In the 2000s, when Blumenthal served as Connecticut’s attorney general, he began to claim that he served in the Vietnam War. Blumenthal, repeatedly, has touted his experience during the war.
“When we returned [from Vietnam], we saw nothing like this,” Blumenthal reportedly said in 2003.
“We have learned something important since the days I served in Vietnam,” The New York Times quoted Blumenthal as saying in 2008.
“I served during the Vietnam era,” Blumenthal reportedly said at a Vietnam War memorial in 2008. “I remember the taunts, the insults, sometimes even the physical abuse.”
But Blumenthal didn’t serve in Vietnam. He reportedly obtained at least five military deferments between 1965 and 1970. He eventually served in the U.S. Marine Corps Reserve, but did not deploy to Vietnam.
In the wake of Blumenthal questioning Kavanaugh — who faces multiple sexual assault or misconduct allegations, which he denies — Trump and fellow Republicans have not let him forget his own past statements.

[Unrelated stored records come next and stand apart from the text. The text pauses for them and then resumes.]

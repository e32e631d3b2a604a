//! Plotters-powered density chart widget for Ratatui.
//!
//! Why Plotters instead of Ratatui's built-in `Chart` widget?
//! - nicer axis + mesh rendering
//! - less manual work for ticks/labels
//! - easy to extend later (legend, annotations, exportable PNG/SVG backends, etc.)
//!
//! We render Plotters output into the Ratatui buffer using `plotters-ratatui-backend`.

use plotters::prelude::*;
use plotters_ratatui_backend::widget_fn;
use ratatui::{
    buffer::Buffer,
    layout::Rect,
    style::{Color, Style},
    widgets::Widget,
};

/// A lightweight, render-only chart description.
///
/// The widget is intentionally data-driven: all series and bounds are computed
/// outside the render call. This keeps `render()` focused on drawing and makes
/// it easy to test/benchmark the data prep separately.
pub struct DensityChart<'a> {
    /// Line series for the quantum density `|ψₙ|²`.
    pub quantum: &'a [(f64, f64)],
    /// Line series for the classical density (empty when toggled off).
    pub classical: &'a [(f64, f64)],
    /// Vertical two-point segments marking the classical turning points.
    pub markers: &'a [[(f64, f64); 2]],
    /// X bounds (position, natural units).
    pub x_bounds: [f64; 2],
    /// Y bounds (probability density).
    pub y_bounds: [f64; 2],
    /// Axis labels (kept simple for terminal rendering).
    pub x_label: &'a str,
    pub y_label: String,
    /// Formatting of tick labels.
    pub fmt_x: fn(f64) -> String,
    pub fmt_y: fn(f64) -> String,
}

impl<'a> Widget for DensityChart<'a> {
    fn render(self, area: Rect, buf: &mut Buffer) {
        // When the available area is too small, Plotters may fail to build a chart.
        // In that case, we render a small hint rather than panicking.
        if area.width < 20 || area.height < 8 {
            buf.set_string(
                area.x,
                area.y,
                "Chart area too small (resize terminal).",
                Style::default().fg(Color::Yellow),
            );
            return;
        }

        let x0 = self.x_bounds[0];
        let x1 = self.x_bounds[1];
        let y0 = self.y_bounds[0];
        let y1 = self.y_bounds[1];

        if !(x0.is_finite() && x1.is_finite() && y0.is_finite() && y1.is_finite())
            || x1 <= x0
            || y1 <= y0
        {
            return;
        }

        // `plotters-ratatui-backend` draws Plotters primitives via Ratatui's
        // `Canvas` widget, which ultimately writes to the terminal buffer.
        //
        // We delegate rendering to the crate-provided widget helper to avoid
        // coupling our code to its internal backend types.
        let widget = widget_fn(move |root| {
            let mut chart = ChartBuilder::on(&root)
                // Small margins keep the chart readable without wasting space.
                .margin(1)
                // Terminal cells are low-res, so keep label areas compact.
                .set_label_area_size(LabelAreaPosition::Left, 6)
                .set_label_area_size(LabelAreaPosition::Bottom, 3)
                .build_cartesian_2d(x0..x1, y0..y1)?;

            // Axes + tick labels.
            //
            // We disable the mesh lines to reduce visual clutter in low-resolution
            // terminal rendering; the axes + labels are enough to read a density.
            chart
                .configure_mesh()
                .disable_x_mesh()
                .disable_y_mesh()
                .x_desc(self.x_label)
                .y_desc(&self.y_label)
                .x_labels(5)
                .y_labels(5)
                .x_label_formatter(&|v| (self.fmt_x)(*v))
                .y_label_formatter(&|v| (self.fmt_y)(*v))
                .label_style(("sans-serif", 10).into_font().color(&WHITE))
                .axis_style(&WHITE)
                .bold_line_style(&WHITE)
                .draw()?;

            // Series styling: keep the palette high-contrast for terminal readability.
            let quantum_color = RGBColor(0, 255, 255); // cyan
            let classical_color = RGBColor(255, 0, 0); // red
            let marker_color = RGBColor(128, 128, 128); // gray

            // 1) Turning-point columns first so both curves draw over them.
            for segment in self.markers {
                chart.draw_series(LineSeries::new(segment.iter().copied(), &marker_color))?;
            }

            // 2) Classical density under the quantum curve.
            chart.draw_series(LineSeries::new(
                self.classical.iter().copied(),
                &classical_color,
            ))?;

            // 3) Quantum density on top.
            chart.draw_series(LineSeries::new(self.quantum.iter().copied(), &quantum_color))?;

            Ok(())
        });

        widget.render(area, buf);
    }
}
//! Normalization checks for sampled densities.
//!
//! Every density here should integrate to 1. On a finite trapezoid grid it
//! never does exactly, so a measured integral is compared against a 1%
//! tolerance band and reported rather than asserted.
//!
//! The two density families drift for different reasons and get different
//! treatment downstream:
//! - the quantum density is smooth on the grid; its drift comes from the
//!   finite plot window (low levels keep real tail mass outside it) and from
//!   grid resolution, and the samples themselves stay trustworthy, so drift
//!   is only reported;
//! - the classical density has integrable singularities at the turning
//!   points that a trapezoid grid systematically undercounts, so its drift
//!   is structural and the curve is rescaled before display.

use crate::domain::NormalizationReport;
use crate::math::trapezoid;

/// Maximum tolerated deviation of a density integral from unity.
pub const NORM_TOLERANCE: f64 = 0.01;

/// Integrate a sampled density and compare against the tolerance band.
pub fn check(x: &[f64], density: &[f64]) -> NormalizationReport {
    let integral = trapezoid(x, density);
    NormalizationReport {
        integral,
        within_tolerance: (integral - 1.0).abs() <= NORM_TOLERANCE,
    }
}

/// Divide a density in place by its measured integral so it sums back to 1.
///
/// Returns whether the rescale was applied. A non-finite or non-positive
/// integral means the measurement itself is broken; dividing by it would
/// poison the curve, so the density is left untouched.
pub fn rescale(density: &mut [f64], integral: f64) -> bool {
    if !integral.is_finite() || integral <= 0.0 {
        return false;
    }
    for v in density.iter_mut() {
        *v /= integral;
    }
    true
}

“You have the great Vietnam War hero—who didn’t go to Vietnam—[Sen. Richard] Blumenthal,” Trump said at a rally Monday evening. “How about Blumenthal? We call him ‘Da Nang Blumenthal.”
Blumenthal, last week, said Trump’s initial reluctance to demand a FBI supplemental background probe of Kavanaugh was “tantamount to a cover-up.” Blumenthal hit Kavanaugh during the hearing on questions related to his high school yearbook entries, calendar entries and drinking habits.
“For 15 years as the attorney general of Connecticut, he went around telling war stories,” Trump said. “’People dying left and right—but my platoon marched forward!’ He was never in Vietnam. It was a lie. And then he’s up there saying, ‘We want the truth from Judge Kavanaugh.’ And you’re getting the truth from Judge Kavanaugh.”
During the Kavanaugh hearing, Blumenthal said “the core of why we are here today really is credibility.”
Kavanaugh is accused of sexually assaulting Dr. Christine Blasey Ford while at a high school party 36 years ago. Ford, who also testified before the Senate Judiciary Committee last week, alleged Kavanaugh pinned her down and tried to remove her clothes. Her attorney says Ford believes this to have been an “attempted rape.”
Kavanaugh also faces allegations from Deborah Ramirez, who claims that while freshmen at Yale University, the Supreme Court nominee exposed himself to her at a dorm party in the 1980s; and Julie Swetnick, who is represented by Stormy Daniels’ attorney Michael Avenatti and claims that Kavanaugh was involved in or present at “gang” and “train” rapes in the 1980s.
Kavanaugh has vehemently denied the allegations.
Amid the hearing, though, Sen. Tom Cotton, R-Ark., an Iraq and Afghanistan war veteran, hit Blumenthal for his credibility.
“.@SenBlumenthal lied for years about serving in Vietnam, which is all you need to know about his courage & honesty. Maybe he should reconsider before questioning Judge Kavanaugh’s credibility,” Cotton tweeted.
Blumenthal’s office did not immediately respond to Fox News’ request for comment.
In 2010, Blumenthal admitted to giving misleading statements about his service.
“On a few occasions I have misspoken about my service,” Blumenthal, as quoted by The New York Times, said, adding that he served in the U.S. Marine Corps Reserve. “And I regret that and I take full responsibility. But I will not allow anyone to take a few misplaced words and impugn my record of service to our country.”